Karuppu Panam is a 1964 Indian Tamil-language crime film directed and photographed by G. R. Nathan. The screenplay was written by Valampuri Somanathan from a story by Kannadasan. The music was by Viswanathan–Ramamoorthy. It stars T. S. Balaiah, K. Sarangapani, Balaji, K. R. Vijaya and Sheela. The film was commercially successful.

== Cast ==
- Male cast
- T. S. Balaiah as Sattanathan
- K. Sarangapani as Dhamodharan
- Balaji as Gandhi
- Kuladeivam Rajagopal as Raju
- V. S. Raghavan as Sambasivam
- Shanmugasundaram as Sundaram
- Ramanathan as Devi's brother
- Kannadasan as Thanikachalam

- Female cast
- K. R. Vijaya as Devi
- Sheela as Lucy
- C. K. Saraswathi as Shankari
- S. N. Lakshmi as Sattanathan's first wife
- S. Varalakshmi as Kamala

== Production ==
Karuppu Panam was directed and photographed by G. R. Nathan. The screenplay was written by Valampuri Somanathan from a story by Kannadasan. Editing was handled by S. Surya (for whom this was a posthumous release) and R. Devarajan, and art direction was handled by Alagappan. Kannadasan also played the antagonist, and many viewers believed the film parodied actor M. G. Ramachandran's public life, given the tumultuous relationship between him and Kannadasan.

== Soundtrack ==
The music was composed by Viswanathan–Ramamoorthy. Lyrics were written by Kannadasan.

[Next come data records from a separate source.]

use crate::Item;

/// Inputs to the pagination state machine. Each one reports the completion of
/// the effect the machine last asked for, except `Start` and `Cancel`.
#[derive(Debug, Clone, PartialEq, Eq)]
pub enum Msg {
    /// Begin a run from `Idle`.
    Start,
    /// The viewport-advance side effect returned (successfully or not).
    ViewportAdvanced,
    /// The post-advance settle delay elapsed.
    Settled,
    /// Items visible after settling. A failed extraction is reported as empty.
    Extracted(Vec<Item>),
    /// Content extent after the iteration; `None` when measurement failed.
    Measured(Option<u64>),
    /// The periodic cooldown pause elapsed.
    CooledDown,
    /// Caller-issued cancellation.
    Cancel,
}
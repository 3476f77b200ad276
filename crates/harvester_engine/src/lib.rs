//! Harvester engine: collaborator boundaries, the async pagination driver and
//! the bounded persistent store.
mod backend;
mod collab;
mod decode;
mod driver;
mod export;
mod extract;
mod persist;
mod replay;
mod selection;
mod store;
mod types;

pub use backend::{JsonFileBackend, MemoryBackend, StoreBackend, StoreDocument};
pub use collab::{
    ChannelProgressSink, Extractor, NullSink, ProgressGauge, ProgressSink, RenderedContent,
    ViewportAdvancer,
};
pub use decode::{decode_snapshot, DecodeError};
pub use driver::{harvest_into, PaginationDriver, UnpersistedHarvest};
pub use export::{export_items, items_to_csv, ExportError, ExportFormat, ExportSummary};
pub use extract::{Clock, FeedSelectors, HtmlFeedExtractor};
pub use persist::{ensure_dir, AtomicFileWriter, PersistError};
pub use replay::{SnapshotError, SnapshotFeed};
pub use selection::{Selection, SelectionState};
pub use store::BoundedStore;
pub use types::{
    AdvanceError, ExtractError, HarvestEvent, HarvestOutcome, MeasureError, MergeOutcome,
    StoreError,
};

| Song | Singers | Length |
| "Ellarum Ellamum" | Sirkazhi Govindarajan | 3:15 |
| "Iraikka Iraikka" | 1:00 |
| "Kanmani Kanmai Kanne" | P. Susheela | 3:22 |
| "Ammamma Keladi" | L. R. Eswari | 5:28 |
| "Kayilae Panamirundhal" | 3:28 |
| "Aadavarellam Aadavaralam" | 3:23 |
| "Pattu Chiragukonda" | A. L. Raghavan L. R. Eswari | 3:44 |
| "Thangachi Chinna Ponnu" | Sirkazhi Govindarajan L. R. Eswari | 6:24 |
| "Iraiva Iraiva" (Unthan Rajasabai) | S. Janaki | 4:21 |

== Reception ==
The Indian Express wrote, "As a photographer, G. R. Nathan's work is slick but as a director it is slack at many places [...] Kannadasan writes better than he acts".